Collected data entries
[Start of Attachment]

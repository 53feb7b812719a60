//! `forge stop`: request a running execution halt after its current batch.

use crate::app::ForgeApp;
use crate::cli::error::{CliError, CliResult};
use crate::domain::ports::ProjectRepository;

pub async fn run(app: &ForgeApp, project_name: String, _json: bool) -> CliResult<()> {
    let mut project = app
        .project_repo
        .get_by_name(&project_name)
        .await?
        .ok_or(CliError::UnknownProject(project_name))?;

    project.set_stop_requested(true);
    project.updated_at = chrono::Utc::now();
    app.project_repo.update(&project).await?;

    println!("stop requested for project {}", project.name);
    Ok(())
}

[End of Attachment]

# Exercise details
Nothing but a number belongs in the answer: the tally of lines in the data holding "CliResult".

# Exercise result
2